#### Records provided:
↓

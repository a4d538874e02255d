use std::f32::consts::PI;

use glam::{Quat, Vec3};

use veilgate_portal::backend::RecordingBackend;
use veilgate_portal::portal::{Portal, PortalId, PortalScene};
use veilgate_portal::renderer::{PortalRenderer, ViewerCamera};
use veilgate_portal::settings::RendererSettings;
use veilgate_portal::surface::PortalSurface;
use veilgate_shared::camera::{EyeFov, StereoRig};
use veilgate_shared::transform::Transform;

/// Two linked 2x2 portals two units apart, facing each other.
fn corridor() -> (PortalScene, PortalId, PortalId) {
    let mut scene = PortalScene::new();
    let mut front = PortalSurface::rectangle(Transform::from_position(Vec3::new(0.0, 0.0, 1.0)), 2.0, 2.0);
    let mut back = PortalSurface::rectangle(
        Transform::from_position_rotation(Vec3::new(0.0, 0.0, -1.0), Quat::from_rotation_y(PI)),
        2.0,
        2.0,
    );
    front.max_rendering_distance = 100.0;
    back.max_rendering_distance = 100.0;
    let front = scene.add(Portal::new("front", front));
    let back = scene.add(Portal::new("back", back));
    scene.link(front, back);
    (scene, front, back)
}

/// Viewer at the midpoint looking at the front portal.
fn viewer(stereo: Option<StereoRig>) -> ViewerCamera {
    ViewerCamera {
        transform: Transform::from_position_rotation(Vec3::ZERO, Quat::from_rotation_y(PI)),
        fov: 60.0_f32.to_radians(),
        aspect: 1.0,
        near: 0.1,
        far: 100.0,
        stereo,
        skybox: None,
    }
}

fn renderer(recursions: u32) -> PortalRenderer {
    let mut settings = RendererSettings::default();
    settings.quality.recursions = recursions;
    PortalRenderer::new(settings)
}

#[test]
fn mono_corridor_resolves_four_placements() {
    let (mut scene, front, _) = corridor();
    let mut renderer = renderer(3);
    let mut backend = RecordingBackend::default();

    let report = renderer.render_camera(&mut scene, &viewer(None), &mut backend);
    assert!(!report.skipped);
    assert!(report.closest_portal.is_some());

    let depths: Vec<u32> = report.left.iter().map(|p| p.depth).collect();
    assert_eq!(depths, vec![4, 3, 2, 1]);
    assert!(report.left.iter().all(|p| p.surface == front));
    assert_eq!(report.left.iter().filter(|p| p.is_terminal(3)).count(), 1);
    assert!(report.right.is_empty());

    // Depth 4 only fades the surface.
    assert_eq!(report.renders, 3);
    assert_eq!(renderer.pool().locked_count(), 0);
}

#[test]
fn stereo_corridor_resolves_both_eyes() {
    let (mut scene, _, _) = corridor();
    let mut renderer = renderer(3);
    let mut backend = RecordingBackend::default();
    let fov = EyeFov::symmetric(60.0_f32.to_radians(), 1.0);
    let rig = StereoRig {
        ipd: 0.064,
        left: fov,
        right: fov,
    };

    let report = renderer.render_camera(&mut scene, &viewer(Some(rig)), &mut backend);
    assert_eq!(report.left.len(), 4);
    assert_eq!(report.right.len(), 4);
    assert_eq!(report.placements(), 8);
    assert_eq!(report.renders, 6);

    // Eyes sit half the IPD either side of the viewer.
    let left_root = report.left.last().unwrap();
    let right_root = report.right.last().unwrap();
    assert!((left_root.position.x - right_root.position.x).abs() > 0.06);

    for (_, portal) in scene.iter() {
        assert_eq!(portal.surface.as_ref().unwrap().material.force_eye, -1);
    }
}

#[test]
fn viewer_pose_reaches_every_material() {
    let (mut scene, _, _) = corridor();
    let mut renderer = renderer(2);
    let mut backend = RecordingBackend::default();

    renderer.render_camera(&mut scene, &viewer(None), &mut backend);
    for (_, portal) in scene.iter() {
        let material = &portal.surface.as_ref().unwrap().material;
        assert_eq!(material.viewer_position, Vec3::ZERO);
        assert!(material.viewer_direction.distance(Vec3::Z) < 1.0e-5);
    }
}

↑

Nothing but a number is expected here: the number of lines above that hold the word "PortalRenderer".

#### Answer space:
3